« Le festival d’Agadir Cinéma et Migrations est un événement professionnel, avenant et panafricaniste indépendant », a déclaré le cinéaste béninois, Sylvestre Amoussou.
« C’est un festival que j’apprécie énormément. Il respecte le travail des réalisateurs. L’année dernière, le Bénin était l’invité d’honneur. Ce fut vraiment un plaisir d’être si cordialement accueilli par nos amis marocains, à travers cette manifestation d’envergure. En effet, beaucoup de gens aiment ce festival et je suis l’un des ambassadeurs pour ce festival en Afrique. J’ai fait auparavant un certain nombre de festivals, de par le monde, et je peux vous affirmer que le festival d’Agadir occupe une place toute particulière dans nos cœurs », a-t-il affirmé.
« Les béninois étaient ravis de se faire traités de la manière la plus cordiale. Au retour, j’avais dit à la direction de la cinématographie béninoise d’organiser, à l’avenir, une coproduction, avec l’échange du Centre Cinématographique Marocain, à mon second film, un pas en avant qui aborde le phénomène de la corruption », a souligné le cinéaste.
« J’ai travaillé avec le CCM, en particulier avec Mohamed Oussama, un compositeur de film à Rabat. Je suis partisan d’une coopération sud/sud pour réaliser cette idée de film maroco-beninois. Le Maroc et le Bénin sont censés mettre en place des échanges politiques et culturels B2B afin de renforcer cette dynamique de partage qui unissent les deux parties », a-t-il indiqué.
« Le cinéma est un beau moyen de rapprocher les peuples, en dépit des distances qui séparent les pays. Ces embryons de coopération qui ne cessent de germer et de se former sont en passe de solidifier encore davantage ces liens d’amitié dans un continent de plus en plus en ascension », a-t-il ajouté.
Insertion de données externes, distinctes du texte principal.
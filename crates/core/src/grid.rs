//! The dungeon grid: cell layout, movement rules and the text save format.

use std::fmt;
use std::fs;
use std::path::Path;

use rand::seq::SliceRandom;
use rand::Rng;
use serde::{Deserialize, Serialize};
use tracing::debug;

use crate::cell::{CellKind, Direction};
use crate::error::CoreError;

/// A (row, col) grid coordinate; `(0, 0)` is the top-left corner.
#[derive(Debug, Clone, Copy, PartialEq, Eq, Hash, PartialOrd, Ord, Serialize, Deserialize)]
pub struct Coord {
    pub row: usize,
    pub col: usize,
}

impl Coord {
    pub fn new(row: usize, col: usize) -> Self {
        Self { row, col }
    }
}

impl fmt::Display for Coord {
    fn fmt(&self, f: &mut fmt::Formatter<'_>) -> fmt::Result {
        write!(f, "({}, {})", self.row, self.col)
    }
}

/// A validated `rows × cols` grid of cells, stored row-major.
///
/// Invariant: exactly one start, exactly one treasure, at least one key and
/// at least one sword. Every constructor checks it, so a `GridMap` in hand
/// is always a playable layout.
#[derive(Debug, Clone, PartialEq, Eq)]
pub struct GridMap {
    rows: usize,
    cols: usize,
    cells: Vec<CellKind>,
    start: Coord,
    treasure: Coord,
}

impl GridMap {
    /// Build a grid from row-major cells.
    ///
    /// # Errors
    ///
    /// Returns an error if the dimensions are empty, the cell count does not
    /// match, or the layout breaks the map invariant.
    pub fn new(rows: usize, cols: usize, cells: Vec<CellKind>) -> Result<Self, CoreError> {
        if rows == 0 || cols == 0 {
            return Err(CoreError::InvalidDimensions { rows, cols });
        }
        if cells.len() != rows * cols {
            return Err(CoreError::InvalidMap {
                reason: format!("expected {} cells, got {}", rows * cols, cells.len()),
            });
        }
        Self::validate(&cells)?;

        let find = |kind: CellKind| {
            let pos = cells.iter().position(|&c| c == kind).unwrap_or(0);
            Coord::new(pos / cols, pos % cols)
        };
        let start = find(CellKind::Start);
        let treasure = find(CellKind::Treasure);

        Ok(Self {
            rows,
            cols,
            cells,
            start,
            treasure,
        })
    }

    /// Check the one-start / one-treasure / ≥1-key / ≥1-sword invariant.
    pub fn validate(cells: &[CellKind]) -> Result<(), CoreError> {
        let count = |kind: CellKind| cells.iter().filter(|&&c| c == kind).count();
        let (starts, treasures) = (count(CellKind::Start), count(CellKind::Treasure));
        let (keys, swords) = (count(CellKind::Key), count(CellKind::Sword));

        if starts != 1 {
            return Err(CoreError::InvalidMap {
                reason: format!("expected exactly one start, found {}", starts),
            });
        }
        if treasures != 1 {
            return Err(CoreError::InvalidMap {
                reason: format!("expected exactly one treasure, found {}", treasures),
            });
        }
        if keys == 0 {
            return Err(CoreError::InvalidMap {
                reason: "no key on the map".to_string(),
            });
        }
        if swords == 0 {
            return Err(CoreError::InvalidMap {
                reason: "no sword on the map".to_string(),
            });
        }
        Ok(())
    }

    pub fn rows(&self) -> usize {
        self.rows
    }

    pub fn cols(&self) -> usize {
        self.cols
    }

    /// Number of cells (`rows * cols`).
    pub fn len(&self) -> usize {
        self.cells.len()
    }

    pub fn is_empty(&self) -> bool {
        self.cells.is_empty()
    }

    pub fn cells(&self) -> &[CellKind] {
        &self.cells
    }

    pub fn start(&self) -> Coord {
        self.start
    }

    pub fn treasure(&self) -> Coord {
        self.treasure
    }

    /// All key cells, in row-major order.
    pub fn keys(&self) -> Vec<Coord> {
        self.coords_of(CellKind::Key)
    }

    /// All cells of a given kind, in row-major order.
    pub fn coords_of(&self, kind: CellKind) -> Vec<Coord> {
        self.cells
            .iter()
            .enumerate()
            .filter(|(_, &c)| c == kind)
            .map(|(pos, _)| self.coord(pos))
            .collect()
    }

    /// Linear position `row * cols + col`.
    pub fn position(&self, coord: Coord) -> usize {
        coord.row * self.cols + coord.col
    }

    /// Inverse of [`GridMap::position`].
    pub fn coord(&self, position: usize) -> Coord {
        Coord::new(position / self.cols, position % self.cols)
    }

    pub fn contains(&self, coord: Coord) -> bool {
        coord.row < self.rows && coord.col < self.cols
    }

    /// Cell at a coordinate, `None` when off-grid.
    pub fn get(&self, coord: Coord) -> Option<CellKind> {
        if self.contains(coord) {
            Some(self.cells[self.position(coord)])
        } else {
            None
        }
    }

    /// Cell at a linear position.
    ///
    /// # Panics
    ///
    /// Panics if `position >= self.len()`.
    pub fn cell(&self, position: usize) -> CellKind {
        self.cells[position]
    }

    /// Position after one step, clamped to the grid bounds.
    ///
    /// A move off the edge leaves the position unchanged.
    pub fn move_coord(&self, coord: Coord, direction: Direction) -> Coord {
        let (dr, dc) = direction.delta();
        let row = (coord.row as isize + dr).clamp(0, self.rows as isize - 1) as usize;
        let col = (coord.col as isize + dc).clamp(0, self.cols as isize - 1) as usize;
        Coord::new(row, col)
    }

    /// In-bounds neighbours with the direction that reaches each of them.
    pub fn neighbors(&self, coord: Coord) -> Vec<(Coord, Direction)> {
        Direction::ALL
            .iter()
            .filter_map(|&d| {
                let next = self.move_coord(coord, d);
                (next != coord).then_some((next, d))
            })
            .collect()
    }

    /// Manhattan distance.
    pub fn distance(a: Coord, b: Coord) -> usize {
        a.row.abs_diff(b.row) + a.col.abs_diff(b.col)
    }

    /// Every non-wall cell within `max_dist` of `center`, in row-major order.
    ///
    /// With `max_dist < 0` the whole grid is a candidate, `center` included.
    /// Otherwise the candidates lie at distance `1..=max_dist`, so `center`
    /// itself is excluded.
    ///
    /// # Errors
    ///
    /// Returns [`CoreError::NoCandidateCell`] when nothing qualifies.
    pub fn cells_within(&self, center: Coord, max_dist: i64) -> Result<Vec<Coord>, CoreError> {
        let candidates: Vec<Coord> = (0..self.len())
            .map(|pos| self.coord(pos))
            .filter(|&c| {
                let d = Self::distance(center, c) as i64;
                (max_dist < 0 || (0 < d && d <= max_dist)) && self.get(c) != Some(CellKind::Wall)
            })
            .collect();

        if candidates.is_empty() {
            return Err(CoreError::NoCandidateCell {
                row: center.row,
                col: center.col,
                max_dist,
            });
        }
        Ok(candidates)
    }

    /// Draw uniformly from [`GridMap::cells_within`].
    pub fn random_cell_within<R: Rng + ?Sized>(
        &self,
        center: Coord,
        max_dist: i64,
        rng: &mut R,
    ) -> Result<Coord, CoreError> {
        let candidates = self.cells_within(center, max_dist)?;
        // cells_within never returns an empty list
        Ok(*candidates.choose(rng).unwrap_or(&center))
    }

    /// Serialize to the two-line save format: `"<rows>,<cols>"` then one
    /// letter per cell.
    pub fn to_save_string(&self) -> String {
        let letters: String = self.cells.iter().map(|c| c.to_save_char()).collect();
        format!("{},{}\n{}", self.rows, self.cols, letters)
    }

    /// Parse the two-line save format.
    ///
    /// # Errors
    ///
    /// [`CoreError::Parse`] for a malformed header, cell count or letter;
    /// [`CoreError::InvalidMap`] when the layout breaks the map invariant.
    pub fn parse(text: &str) -> Result<Self, CoreError> {
        let mut lines = text.lines();

        let header = lines.next().ok_or_else(|| CoreError::Parse {
            line: 1,
            reason: "missing dimensions header".to_string(),
        })?;
        let dims: Vec<&str> = header.trim().split(',').collect();
        if dims.len() != 2 {
            return Err(CoreError::Parse {
                line: 1,
                reason: format!("expected \"<rows>,<cols>\", got {:?}", header),
            });
        }
        let parse_dim = |s: &str| {
            s.trim().parse::<usize>().map_err(|e| CoreError::Parse {
                line: 1,
                reason: format!("bad dimension {:?}: {}", s, e),
            })
        };
        let (rows, cols) = (parse_dim(dims[0])?, parse_dim(dims[1])?);

        let body = lines.next().unwrap_or("").trim_end();
        let cells = body
            .chars()
            .enumerate()
            .map(|(i, c)| {
                CellKind::from_save_char(c).ok_or_else(|| CoreError::Parse {
                    line: 2,
                    reason: format!("unknown cell letter {:?} at column {}", c, i),
                })
            })
            .collect::<Result<Vec<_>, _>>()?;

        if cells.len() != rows * cols {
            return Err(CoreError::Parse {
                line: 2,
                reason: format!("expected {} cells, got {}", rows * cols, cells.len()),
            });
        }

        Self::new(rows, cols, cells)
    }

    /// Write the save format to a file.
    pub fn save(&self, path: impl AsRef<Path>) -> Result<(), CoreError> {
        fs::write(path.as_ref(), self.to_save_string())?;
        debug!(path = %path.as_ref().display(), "saved map");
        Ok(())
    }

    /// Read a map from a file in the save format.
    ///
    /// A missing file is reported as [`CoreError::Io`] so the caller can
    /// fall back to generating a fresh map.
    pub fn load(path: impl AsRef<Path>) -> Result<Self, CoreError> {
        let text = fs::read_to_string(path.as_ref())?;
        let grid = Self::parse(&text)?;
        debug!(path = %path.as_ref().display(), rows = grid.rows, cols = grid.cols, "loaded map");
        Ok(grid)
    }
}

impl fmt::Display for GridMap {
    /// Box-drawing rendering, e.g.
    ///
    /// ```text
    /// ┌───┬───┐
    /// │ T │ K │
    /// ├───┼───┤
    /// │ S │ ◦ │
    /// └───┴───┘
    /// ```
    fn fmt(&self, f: &mut fmt::Formatter<'_>) -> fmt::Result {
        let span = |left: &str, mid: &str, right: &str| {
            format!("{}───{}{}", left, format!("{}───", mid).repeat(self.cols - 1), right)
        };
        writeln!(f, "{}", span("┌", "┬", "┐"))?;
        for row in 0..self.rows {
            let line: Vec<String> = (0..self.cols)
                .map(|col| self.cells[row * self.cols + col].glyph().to_string())
                .collect();
            writeln!(f, "│ {} │", line.join(" │ "))?;
            if row + 1 < self.rows {
                writeln!(f, "{}", span("├", "┼", "┤"))?;
            }
        }
        writeln!(f, "{}", span("└", "┴", "┘"))
    }
}

#[cfg(test)]
mod tests {
    use super::*;
    use crate::cell::EnemyKind;
    use rand::rngs::StdRng;
    use rand::SeedableRng;

    fn tiny() -> GridMap {
        GridMap::parse("2,2\ngihb").unwrap()
    }

    #[test]
    fn test_parse_and_accessors() {
        let grid = tiny();
        assert_eq!(grid.rows(), 2);
        assert_eq!(grid.cols(), 2);
        assert_eq!(grid.start(), Coord::new(1, 1));
        assert_eq!(grid.treasure(), Coord::new(0, 0));
        assert_eq!(grid.keys(), vec![Coord::new(0, 1)]);
        assert_eq!(grid.get(Coord::new(1, 0)), Some(CellKind::Sword));
        assert_eq!(grid.get(Coord::new(2, 0)), None);
    }

    #[test]
    fn test_save_string_roundtrip() {
        let text = "3,3\ngahdlijkb\n";
        let grid = GridMap::parse(text).unwrap();
        assert_eq!(grid.to_save_string(), text.trim_end());
        assert_eq!(
            grid.get(Coord::new(1, 1)),
            Some(CellKind::Enemy(EnemyKind::Special))
        );
    }

    #[test]
    fn test_parse_rejects_bad_input() {
        assert!(matches!(GridMap::parse(""), Err(CoreError::Parse { .. })));
        assert!(matches!(
            GridMap::parse("2;2\ngihb"),
            Err(CoreError::Parse { line: 1, .. })
        ));
        assert!(matches!(
            GridMap::parse("2,2\ngih"),
            Err(CoreError::Parse { line: 2, .. })
        ));
        assert!(matches!(
            GridMap::parse("2,2\ngihz"),
            Err(CoreError::Parse { line: 2, .. })
        ));
    }

    #[test]
    fn test_invariant_violations() {
        // two starts
        assert!(matches!(
            GridMap::parse("2,2\ngibb"),
            Err(CoreError::InvalidMap { .. })
        ));
        // no sword
        assert!(matches!(
            GridMap::parse("2,2\ngiab"),
            Err(CoreError::InvalidMap { .. })
        ));
        // no key
        assert!(matches!(
            GridMap::parse("2,2\ngahb"),
            Err(CoreError::InvalidMap { .. })
        ));
    }

    #[test]
    fn test_move_clamps_to_bounds() {
        let grid = tiny();
        let corner = Coord::new(0, 0);
        assert_eq!(grid.move_coord(corner, Direction::North), corner);
        assert_eq!(grid.move_coord(corner, Direction::West), corner);
        assert_eq!(grid.move_coord(corner, Direction::East), Coord::new(0, 1));
        assert_eq!(grid.move_coord(corner, Direction::South), Coord::new(1, 0));
    }

    #[test]
    fn test_neighbors_report_direction() {
        let grid = GridMap::parse("3,3\ngaaaihaab").unwrap();
        let center = grid.neighbors(Coord::new(1, 1));
        assert_eq!(center.len(), 4);
        assert!(center.contains(&(Coord::new(0, 1), Direction::North)));
        assert!(center.contains(&(Coord::new(1, 0), Direction::West)));

        let corner = grid.neighbors(Coord::new(2, 2));
        assert_eq!(
            corner,
            vec![
                (Coord::new(1, 2), Direction::North),
                (Coord::new(2, 1), Direction::West)
            ]
        );
    }

    #[test]
    fn test_cells_within_skips_walls_and_center() {
        let grid = GridMap::parse("3,3\ngcaaihaab").unwrap();
        let near = grid.cells_within(Coord::new(0, 0), 1).unwrap();
        assert_eq!(near, vec![Coord::new(1, 0)]);

        let all = grid.cells_within(Coord::new(0, 0), -1).unwrap();
        assert_eq!(all.len(), 8);
        assert!(all.contains(&Coord::new(0, 0)));
    }

    #[test]
    fn test_cells_within_empty_fails() {
        let grid = tiny();
        // radius 0 never includes the center itself
        let err = grid.cells_within(Coord::new(0, 1), 0).unwrap_err();
        assert!(matches!(err, CoreError::NoCandidateCell { .. }));
    }

    #[test]
    fn test_random_cell_within_draws_candidates() {
        let grid = GridMap::parse("3,3\ngaaaihaab").unwrap();
        let mut rng = StdRng::seed_from_u64(7);
        for _ in 0..50 {
            let c = grid.random_cell_within(Coord::new(1, 1), 1, &mut rng).unwrap();
            assert_eq!(GridMap::distance(c, Coord::new(1, 1)), 1);
        }
    }

    #[test]
    fn test_display() {
        let expected = "┌───┬───┐\n│ T │ K │\n├───┼───┤\n│ S │ ◦ │\n└───┴───┘\n";
        assert_eq!(tiny().to_string(), expected);
    }

    #[test]
    fn test_load_missing_file_is_recoverable() {
        let err = GridMap::load("/nonexistent/dungeon.map").unwrap_err();
        assert!(matches!(err, CoreError::Io(_)));
    }
}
« Le rôle primordial que joue le Maroc dans ce sens, met beaucoup de tonus dans ce sens. Pas uniquement dans le domaine de l’art et la culture, mais également sur les plans social et économique. Le retour du Maroc à l’Union Africaine, sous l’impulsion du Souverain du Maroc est une bonne chose, dans la mesure où elle ouvre de nouveaux horizons pour les pays du continent africains », a conclu le réalisateur de « L’Orage africain : Un continent sous influence ».